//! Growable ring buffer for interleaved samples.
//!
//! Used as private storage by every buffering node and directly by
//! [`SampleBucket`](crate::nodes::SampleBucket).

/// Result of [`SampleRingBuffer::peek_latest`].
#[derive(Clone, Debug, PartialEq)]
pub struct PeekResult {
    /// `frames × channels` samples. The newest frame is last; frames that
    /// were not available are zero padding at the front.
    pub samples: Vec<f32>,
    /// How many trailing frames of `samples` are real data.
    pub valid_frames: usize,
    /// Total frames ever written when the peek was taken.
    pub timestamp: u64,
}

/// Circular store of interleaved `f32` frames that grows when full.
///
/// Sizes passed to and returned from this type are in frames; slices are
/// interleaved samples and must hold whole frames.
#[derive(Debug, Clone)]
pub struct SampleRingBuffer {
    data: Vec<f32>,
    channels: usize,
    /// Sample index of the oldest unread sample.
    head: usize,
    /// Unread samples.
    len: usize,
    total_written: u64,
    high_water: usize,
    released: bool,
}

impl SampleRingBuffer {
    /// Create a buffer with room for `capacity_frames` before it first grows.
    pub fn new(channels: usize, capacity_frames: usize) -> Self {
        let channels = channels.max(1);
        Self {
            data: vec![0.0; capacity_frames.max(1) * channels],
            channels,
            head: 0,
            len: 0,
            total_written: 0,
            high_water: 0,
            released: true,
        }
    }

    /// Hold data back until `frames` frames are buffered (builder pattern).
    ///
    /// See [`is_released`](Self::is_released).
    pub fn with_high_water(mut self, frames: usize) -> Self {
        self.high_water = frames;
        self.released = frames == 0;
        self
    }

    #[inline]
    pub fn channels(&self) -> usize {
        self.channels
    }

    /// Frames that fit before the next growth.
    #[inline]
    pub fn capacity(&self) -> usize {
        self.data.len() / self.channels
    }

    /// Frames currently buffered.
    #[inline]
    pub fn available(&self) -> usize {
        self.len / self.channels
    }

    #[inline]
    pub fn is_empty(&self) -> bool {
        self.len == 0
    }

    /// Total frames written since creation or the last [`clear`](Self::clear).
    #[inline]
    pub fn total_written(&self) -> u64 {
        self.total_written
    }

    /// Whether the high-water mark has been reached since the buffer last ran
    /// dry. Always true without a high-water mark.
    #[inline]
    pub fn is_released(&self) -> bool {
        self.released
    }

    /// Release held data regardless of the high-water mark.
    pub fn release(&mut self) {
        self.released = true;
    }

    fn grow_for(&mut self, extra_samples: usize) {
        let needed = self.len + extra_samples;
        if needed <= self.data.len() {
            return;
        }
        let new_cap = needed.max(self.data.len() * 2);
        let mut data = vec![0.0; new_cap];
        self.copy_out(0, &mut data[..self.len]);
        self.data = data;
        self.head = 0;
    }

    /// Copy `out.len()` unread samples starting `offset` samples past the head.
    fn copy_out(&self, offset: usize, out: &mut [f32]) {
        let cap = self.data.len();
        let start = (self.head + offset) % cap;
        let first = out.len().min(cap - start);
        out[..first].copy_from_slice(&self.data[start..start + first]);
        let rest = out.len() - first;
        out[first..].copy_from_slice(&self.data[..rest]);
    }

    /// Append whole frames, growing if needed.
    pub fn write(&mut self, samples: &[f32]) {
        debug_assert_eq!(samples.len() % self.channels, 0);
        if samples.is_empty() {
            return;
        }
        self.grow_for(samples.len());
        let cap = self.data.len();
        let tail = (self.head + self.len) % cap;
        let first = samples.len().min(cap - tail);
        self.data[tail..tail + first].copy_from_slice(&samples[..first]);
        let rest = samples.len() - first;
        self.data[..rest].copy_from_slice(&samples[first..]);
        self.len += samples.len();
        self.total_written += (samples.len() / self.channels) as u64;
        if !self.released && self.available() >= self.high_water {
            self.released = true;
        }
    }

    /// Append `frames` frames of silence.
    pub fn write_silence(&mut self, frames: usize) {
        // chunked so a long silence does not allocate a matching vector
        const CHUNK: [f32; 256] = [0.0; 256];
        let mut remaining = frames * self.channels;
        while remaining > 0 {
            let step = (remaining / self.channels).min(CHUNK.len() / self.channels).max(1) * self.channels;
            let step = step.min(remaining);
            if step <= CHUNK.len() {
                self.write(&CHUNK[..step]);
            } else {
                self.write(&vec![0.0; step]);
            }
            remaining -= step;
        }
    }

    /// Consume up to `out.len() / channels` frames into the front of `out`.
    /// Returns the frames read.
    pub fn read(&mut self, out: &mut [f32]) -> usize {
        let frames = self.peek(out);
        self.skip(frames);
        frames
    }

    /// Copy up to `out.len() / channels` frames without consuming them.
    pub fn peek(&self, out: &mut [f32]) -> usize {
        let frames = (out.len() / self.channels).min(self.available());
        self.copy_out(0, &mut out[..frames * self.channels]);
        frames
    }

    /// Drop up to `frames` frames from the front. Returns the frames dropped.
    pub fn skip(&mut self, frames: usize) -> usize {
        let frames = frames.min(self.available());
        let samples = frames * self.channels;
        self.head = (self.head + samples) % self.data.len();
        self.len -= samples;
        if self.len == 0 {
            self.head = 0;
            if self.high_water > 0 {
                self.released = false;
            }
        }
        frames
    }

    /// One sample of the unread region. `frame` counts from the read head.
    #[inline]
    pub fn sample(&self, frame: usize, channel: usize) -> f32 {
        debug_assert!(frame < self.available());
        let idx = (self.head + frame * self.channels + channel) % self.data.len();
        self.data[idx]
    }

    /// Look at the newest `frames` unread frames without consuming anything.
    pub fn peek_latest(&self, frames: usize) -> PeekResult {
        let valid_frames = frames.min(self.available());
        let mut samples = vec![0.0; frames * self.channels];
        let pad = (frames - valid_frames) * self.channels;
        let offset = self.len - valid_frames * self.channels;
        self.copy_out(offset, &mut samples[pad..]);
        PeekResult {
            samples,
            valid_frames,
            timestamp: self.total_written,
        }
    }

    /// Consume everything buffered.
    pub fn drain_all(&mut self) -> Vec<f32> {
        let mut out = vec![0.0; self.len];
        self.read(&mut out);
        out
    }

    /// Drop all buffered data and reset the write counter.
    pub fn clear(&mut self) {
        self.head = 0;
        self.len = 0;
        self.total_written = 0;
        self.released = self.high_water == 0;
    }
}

——————————

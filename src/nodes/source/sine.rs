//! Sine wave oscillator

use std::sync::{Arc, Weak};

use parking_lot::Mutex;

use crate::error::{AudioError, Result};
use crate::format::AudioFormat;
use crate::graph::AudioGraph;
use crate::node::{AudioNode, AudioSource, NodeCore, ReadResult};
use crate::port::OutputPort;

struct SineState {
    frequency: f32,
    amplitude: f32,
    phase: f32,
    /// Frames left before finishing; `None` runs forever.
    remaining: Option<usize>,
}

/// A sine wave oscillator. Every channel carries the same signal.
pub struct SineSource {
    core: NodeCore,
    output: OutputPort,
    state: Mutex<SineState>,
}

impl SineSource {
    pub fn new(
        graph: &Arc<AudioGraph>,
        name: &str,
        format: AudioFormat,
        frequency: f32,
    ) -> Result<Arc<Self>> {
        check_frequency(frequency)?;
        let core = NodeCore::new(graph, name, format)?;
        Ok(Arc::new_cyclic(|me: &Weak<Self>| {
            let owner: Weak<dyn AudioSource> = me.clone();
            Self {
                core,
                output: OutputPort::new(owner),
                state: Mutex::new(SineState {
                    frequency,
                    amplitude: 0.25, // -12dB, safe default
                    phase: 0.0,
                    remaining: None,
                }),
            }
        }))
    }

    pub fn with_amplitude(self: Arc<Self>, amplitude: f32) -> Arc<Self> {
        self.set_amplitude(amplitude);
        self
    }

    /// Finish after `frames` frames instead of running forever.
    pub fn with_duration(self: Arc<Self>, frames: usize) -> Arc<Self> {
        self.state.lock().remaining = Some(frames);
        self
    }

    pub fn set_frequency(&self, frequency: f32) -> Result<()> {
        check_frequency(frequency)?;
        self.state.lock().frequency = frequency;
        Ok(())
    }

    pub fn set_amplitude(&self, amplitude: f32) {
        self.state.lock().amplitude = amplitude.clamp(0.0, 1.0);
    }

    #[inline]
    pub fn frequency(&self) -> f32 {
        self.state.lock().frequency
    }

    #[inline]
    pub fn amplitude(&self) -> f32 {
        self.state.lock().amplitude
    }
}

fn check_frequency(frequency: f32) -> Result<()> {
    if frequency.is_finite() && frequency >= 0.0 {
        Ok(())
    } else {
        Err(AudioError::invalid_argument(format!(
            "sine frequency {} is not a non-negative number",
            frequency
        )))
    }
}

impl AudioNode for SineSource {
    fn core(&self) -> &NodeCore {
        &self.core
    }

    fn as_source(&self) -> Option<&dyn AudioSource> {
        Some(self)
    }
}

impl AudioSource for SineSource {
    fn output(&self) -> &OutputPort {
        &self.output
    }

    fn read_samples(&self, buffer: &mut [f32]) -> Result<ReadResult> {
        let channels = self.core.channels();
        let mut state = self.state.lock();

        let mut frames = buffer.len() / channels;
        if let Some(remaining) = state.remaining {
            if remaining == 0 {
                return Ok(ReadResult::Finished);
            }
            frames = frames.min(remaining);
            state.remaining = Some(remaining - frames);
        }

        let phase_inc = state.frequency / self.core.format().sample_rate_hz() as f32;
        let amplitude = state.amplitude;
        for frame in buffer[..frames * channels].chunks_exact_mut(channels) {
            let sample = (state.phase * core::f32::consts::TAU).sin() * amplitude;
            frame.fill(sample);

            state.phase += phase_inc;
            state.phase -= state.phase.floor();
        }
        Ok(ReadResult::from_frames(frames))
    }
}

——————————

## Activity
In the listing above, find the line with "frames of silence." and the line with "while remaining >", then print exactly those lines and every line between them.

## Written answer
    /// Append `frames` frames of silence.
    pub fn write_silence(&mut self, frames: usize) {
        // chunked so a long silence does not allocate a matching vector
        const CHUNK: [f32; 256] = [0.0; 256];
        let mut remaining = frames * self.channels;
        while remaining > 0 {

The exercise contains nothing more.